Method | Description |
|---|---|
.assertEqual(a, b) | Checks if a == b |
.assertTrue(x) | Checks if x is True |
.assertIsInstance(a, b) | Checks if a is an instance of class b |
.assertIsNone(x) | Checks if x is None |
.assertFalse(x) | Checks if x is False |
.assertIs(a, b) | Checks if a is b |
.assertIn(a, b) | Checks if a is a member of b |
.assertRaises(Exception) | Checks if a block of code raises an exception |
Advanced Testing Scenarios
In real-world projects, you often need to test more than just basic cases. Advanced testing techniques help ensure your code works correctly in different situations. Key concepts include:
Fixtures
- Fixtures are setup data or resources used across multiple tests.
- They help avoid repeating code by creating input data once and reusing it in several tests.
Parameterization
- Parameterization allows running the same test multiple times with different inputs.
- This ensures the function behaves correctly for a variety of input values without writing separate test functions.
Handling Different Scenarios
- Tests should cover normal cases, edge cases and expected errors.
- You may also write integration tests to check how multiple units work together.
- Testing in multiple environments ensures your code works consistently across setups.
Example: This demonstrates how to write unit tests using unittest, including handling bad data types.

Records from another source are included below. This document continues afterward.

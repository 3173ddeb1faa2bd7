use af_types::Event;
use af_types::digest::ContentHasher;
use chrono::{DateTime, SecondsFormat, SubsecRound, Utc};

/// `prev_hash` of the first entry.
pub const GENESIS_HASH: &str = "";

/// One committed ledger record.
#[derive(Debug, Clone, PartialEq, Eq)]
pub struct LedgerEntry {
    pub seq: u64,
    pub timestamp: DateTime<Utc>,
    pub actor: String,
    pub event: Event,
    pub prev_hash: String,
    pub hash: String,
}

impl LedgerEntry {
    #[must_use]
    pub fn event_type(&self) -> &'static str {
        self.event.event_type()
    }
}

/// Truncate a timestamp to the precision stored in the ledger (microseconds).
///
/// Callers that build state from a timestamp before appending must use the
/// truncated value so live state and replayed state agree.
#[must_use]
pub fn canonical_timestamp(ts: DateTime<Utc>) -> DateTime<Utc> {
    ts.trunc_subsecs(6)
}

pub(crate) fn format_timestamp(ts: DateTime<Utc>) -> String {
    ts.to_rfc3339_opts(SecondsFormat::Micros, true)
}

/// Hash over the stored columns of one row, chained to its predecessor.
pub(crate) fn entry_hash(
    seq: u64,
    event_type: &str,
    timestamp: &str,
    actor: &str,
    prev_hash: &str,
    payload: &str,
) -> String {
    let mut hasher = ContentHasher::new("af.ledger.v1");
    hasher
        .field(&seq.to_string())
        .field(event_type)
        .field(timestamp)
        .field(actor)
        .field(prev_hash)
        .field(payload);
    hasher.finish_hex()
}
mod audit;
mod claims;
mod cycles;
mod end_to_end;
mod integrity;
mod replay;
mod taint;
mod tree;
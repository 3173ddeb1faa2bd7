//! Taint follows refutation, archival and replacement of a dependency.

use std::collections::BTreeSet;

use af_types::{EpistemicState, Event, NodeId, Role, TaintState};

use crate::common::{Workspace, claim, id, seed};

fn taint(engine: &af_core::Engine, raw: &str) -> TaintState {
    engine.get_node(&id(raw)).unwrap().taint_state
}

#[test]
fn refuted_dependency_taints_until_replaced() {
    let workspace = Workspace::new();
    let engine = workspace.open();
    seed(&engine);
    let root = NodeId::root();

    engine.claim(&root, "alice", Role::Prover, None).unwrap();
    engine
        .add_dependencies(&root, "alice", BTreeSet::from([id("1.1")]), BTreeSet::new())
        .unwrap();
    assert_eq!(taint(&engine, "1"), TaintState::Clean);

    engine.refute(&id("1.1"), "vera").unwrap();
    assert_eq!(taint(&engine, "1"), TaintState::Tainted);

    engine.archive(&id("1.1"), "vera").unwrap();
    assert_eq!(taint(&engine, "1"), TaintState::Clean);

    let replacement = engine
        .refine(&root, "alice", &[claim("the least divisor d > 1 of n is prime")])
        .unwrap();
    assert_eq!(replacement, [id("1.3")]);
    engine.accept(&id("1.3"), "vera").unwrap();
    engine
        .add_dependencies(&root, "alice", BTreeSet::from([id("1.3")]), BTreeSet::new())
        .unwrap();
    assert_eq!(taint(&engine, "1"), TaintState::Clean);

    engine.accept(&id("1.2"), "vera").unwrap();
    engine.accept(&root, "alice").unwrap();
    let root_node = engine.get_node(&root).unwrap();
    assert_eq!(root_node.epistemic_state, EpistemicState::Validated);
    assert_eq!(root_node.taint_state, TaintState::Clean);

    let recomputed: Vec<TaintState> = engine
        .node_history(&root)
        .into_iter()
        .filter_map(|entry| match entry.event {
            Event::TaintRecomputed { taint, .. } => Some(taint),
            _ => None,
        })
        .collect();
    assert_eq!(
        recomputed,
        [TaintState::Clean, TaintState::Tainted, TaintState::Clean]
    );
}

#[test]
fn admission_propagates_through_chains() {
    let workspace = Workspace::new();
    let engine = workspace.open();
    seed(&engine);
    engine.claim(&id("1.1"), "alice", Role::Prover, None).unwrap();
    engine.claim(&id("1.2"), "alice", Role::Prover, None).unwrap();
    engine
        .add_dependencies(&id("1.2"), "alice", BTreeSet::from([id("1.1")]), BTreeSet::new())
        .unwrap();
    engine.claim(&NodeId::root(), "alice", Role::Prover, None).unwrap();
    engine
        .add_dependencies(&NodeId::root(), "alice", BTreeSet::from([id("1.2")]), BTreeSet::new())
        .unwrap();

    engine.admit(&id("1.1"), "alice").unwrap();
    assert_eq!(taint(&engine, "1.1"), TaintState::SelfAdmitted);
    assert_eq!(taint(&engine, "1.2"), TaintState::Tainted);
    assert_eq!(taint(&engine, "1"), TaintState::Tainted);

    // An explicit recompute on settled state records nothing new.
    let entries = engine.history().len();
    assert_eq!(
        engine.recompute_taint(&id("1.2"), "alice").unwrap(),
        TaintState::Tainted
    );
    assert_eq!(engine.history().len(), entries);
}
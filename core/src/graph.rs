//! Dependency-graph traversal.
//!
//! Edges run from a dependent to the nodes it depends on. All traversals
//! use explicit worklists so deep proofs cannot exhaust the stack.

use std::collections::{BTreeMap, BTreeSet, VecDeque};

use af_types::NodeId;

use crate::state::ProofState;

/// Edges out of `id`: its dependencies and validation dependencies, plus
/// any proposed edges starting at `id`.
fn outgoing(state: &ProofState, proposed: &[(NodeId, NodeId)], id: &NodeId) -> Vec<NodeId> {
    let mut out: BTreeSet<NodeId> = state
        .node(id)
        .map(|node| {
            node.dependencies
                .iter()
                .chain(&node.validation_deps)
                .cloned()
                .collect()
        })
        .unwrap_or_default();
    out.extend(
        proposed
            .iter()
            .filter(|(from, _)| from == id)
            .map(|(_, to)| to.clone()),
    );
    out.into_iter().collect()
}

/// Find a cycle the `proposed` edges would close, as the path of ids from
/// the first repeated node back to itself.
#[must_use]
pub fn find_cycle(state: &ProofState, proposed: &[(NodeId, NodeId)]) -> Option<Vec<NodeId>> {
    for (from, to) in proposed {
        if let Some(path) = path_between(state, proposed, to, from) {
            let mut cycle = Vec::with_capacity(path.len() + 1);
            cycle.push(from.clone());
            cycle.extend(path);
            return Some(cycle);
        }
    }
    None
}

/// Iterative depth-first search from `start` to `goal`.
fn path_between(
    state: &ProofState,
    proposed: &[(NodeId, NodeId)],
    start: &NodeId,
    goal: &NodeId,
) -> Option<Vec<NodeId>> {
    let mut came_from: BTreeMap<NodeId, Option<NodeId>> = BTreeMap::new();
    came_from.insert(start.clone(), None);
    let mut stack = vec![start.clone()];

    while let Some(current) = stack.pop() {
        if &current == goal {
            let mut path = vec![current.clone()];
            let mut cursor = came_from.get(&current).cloned().flatten();
            while let Some(prev) = cursor {
                cursor = came_from.get(&prev).cloned().flatten();
                path.push(prev);
            }
            path.reverse();
            return Some(path);
        }
        for next in outgoing(state, proposed, &current) {
            if !came_from.contains_key(&next) {
                came_from.insert(next.clone(), Some(current.clone()));
                stack.push(next);
            }
        }
    }
    None
}

/// `seeds` plus everything that transitively depends on them.
#[must_use]
pub fn with_dependents(state: &ProofState, seeds: &BTreeSet<NodeId>) -> BTreeSet<NodeId> {
    let mut seen: BTreeSet<NodeId> = seeds
        .iter()
        .filter(|id| state.contains(id))
        .cloned()
        .collect();
    let mut queue: VecDeque<NodeId> = seen.iter().cloned().collect();
    while let Some(id) = queue.pop_front() {
        for dependent in state.dependents(&id) {
            if seen.insert(dependent.clone()) {
                queue.push_back(dependent.clone());
            }
        }
    }
    seen
}

/// Order `set` so every node comes after its dependencies within the set.
/// Ties break by id, so the order is deterministic.
#[must_use]
pub fn topological_order(state: &ProofState, set: &BTreeSet<NodeId>) -> Vec<NodeId> {
    let mut pending: BTreeMap<&NodeId, usize> = set
        .iter()
        .map(|id| {
            let inside = state.node(id).map_or(0, |node| {
                node.dependencies
                    .iter()
                    .filter(|dep| set.contains(*dep))
                    .count()
            });
            (id, inside)
        })
        .collect();
    let mut ready: BTreeSet<&NodeId> = pending
        .iter()
        .filter(|(_, count)| **count == 0)
        .map(|(id, _)| *id)
        .collect();

    let mut order = Vec::with_capacity(set.len());
    while let Some(id) = ready.pop_first() {
        pending.remove(id);
        order.push(id.clone());
        for dependent in state.dependents(id) {
            if let Some((key, count)) = pending.get_key_value(dependent).map(|(k, c)| (*k, *c)) {
                let left = count.saturating_sub(1);
                pending.insert(key, left);
                if left == 0 {
                    ready.insert(key);
                }
            }
        }
    }
    // Only reachable with a cycle, which validation never admits.
    order.extend(pending.into_keys().cloned());
    order
}

#[cfg(test)]
mod tests {
    use super::*;
    use crate::state::tests::{at, id, small_tree};
    use af_types::Event;

    fn depend(state: &mut ProofState, node: &str, deps: &[&str]) {
        state
            .apply(
                &Event::DependenciesAdded {
                    node_id: id(node),
                    dependencies: deps.iter().map(|raw| id(raw)).collect(),
                    validation_deps: BTreeSet::new(),
                },
                at(),
            )
            .unwrap();
    }

    fn chain() -> ProofState {
        let mut state = small_tree();
        state
            .apply(
                &Event::NodeCreated {
                    node: crate::state::tests::claim_node("1.3"),
                },
                at(),
            )
            .unwrap();
        depend(&mut state, "1.1", &["1.2"]);
        depend(&mut state, "1.2", &["1.3"]);
        state
    }

    #[test]
    fn closing_edge_reports_the_cycle_path() {
        let state = chain();
        let cycle = find_cycle(&state, &[(id("1.3"), id("1.1"))]).unwrap();
        let rendered: Vec<String> = cycle.iter().map(ToString::to_string).collect();
        assert_eq!(rendered, ["1.3", "1.1", "1.2", "1.3"]);
    }

    #[test]
    fn self_edges_and_proposed_batches_are_cycles() {
        let state = small_tree();
        assert_eq!(
            find_cycle(&state, &[(id("1.1"), id("1.1"))]),
            Some(vec![id("1.1"), id("1.1")])
        );
        let batch = [(id("1.1"), id("1.2")), (id("1.2"), id("1.1"))];
        assert!(find_cycle(&state, &batch).is_some());
    }

    #[test]
    fn acyclic_additions_pass() {
        let state = chain();
        assert_eq!(find_cycle(&state, &[(id("1"), id("1.1"))]), None);
        assert_eq!(find_cycle(&state, &[(id("1.1"), id("1.3"))]), None);
    }

    #[test]
    fn dependents_and_order_follow_the_graph() {
        let state = chain();
        let affected = with_dependents(&state, &BTreeSet::from([id("1.3")]));
        assert_eq!(affected, BTreeSet::from([id("1.1"), id("1.2"), id("1.3")]));
        assert_eq!(
            topological_order(&state, &affected),
            [id("1.3"), id("1.2"), id("1.1")]
        );
    }
}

We test normal numeric inputs as well as cases where an invalid type should raise a TypeError.
import unittest
class TestSumDifferentPatterns(unittest.TestCase):
def test_list_tuple_values(self):
data = (10*2, 200*2)
result = sum(data)
self.assertEqual(result, 600)
def test_bad_data_type(self):
data = "alpha value passed instead of numeric"
with self.assertRaises(TypeError):
result = sum(data)
if __name__ == '__main__':
unittest.main()
Output
----------------------------------------------------------------------
Ran 2 tests in 0.001s
Explanation:
- test_list_and_tuple_values: Verifies that sum works for normal numeric inputs.
- test_invalid_data_type: Uses self.assertRaises(TypeError) to check that an error is raised when invalid input is provided.
- Using with self.assertRaises() ensures your test detects expected errors, making your code more robust.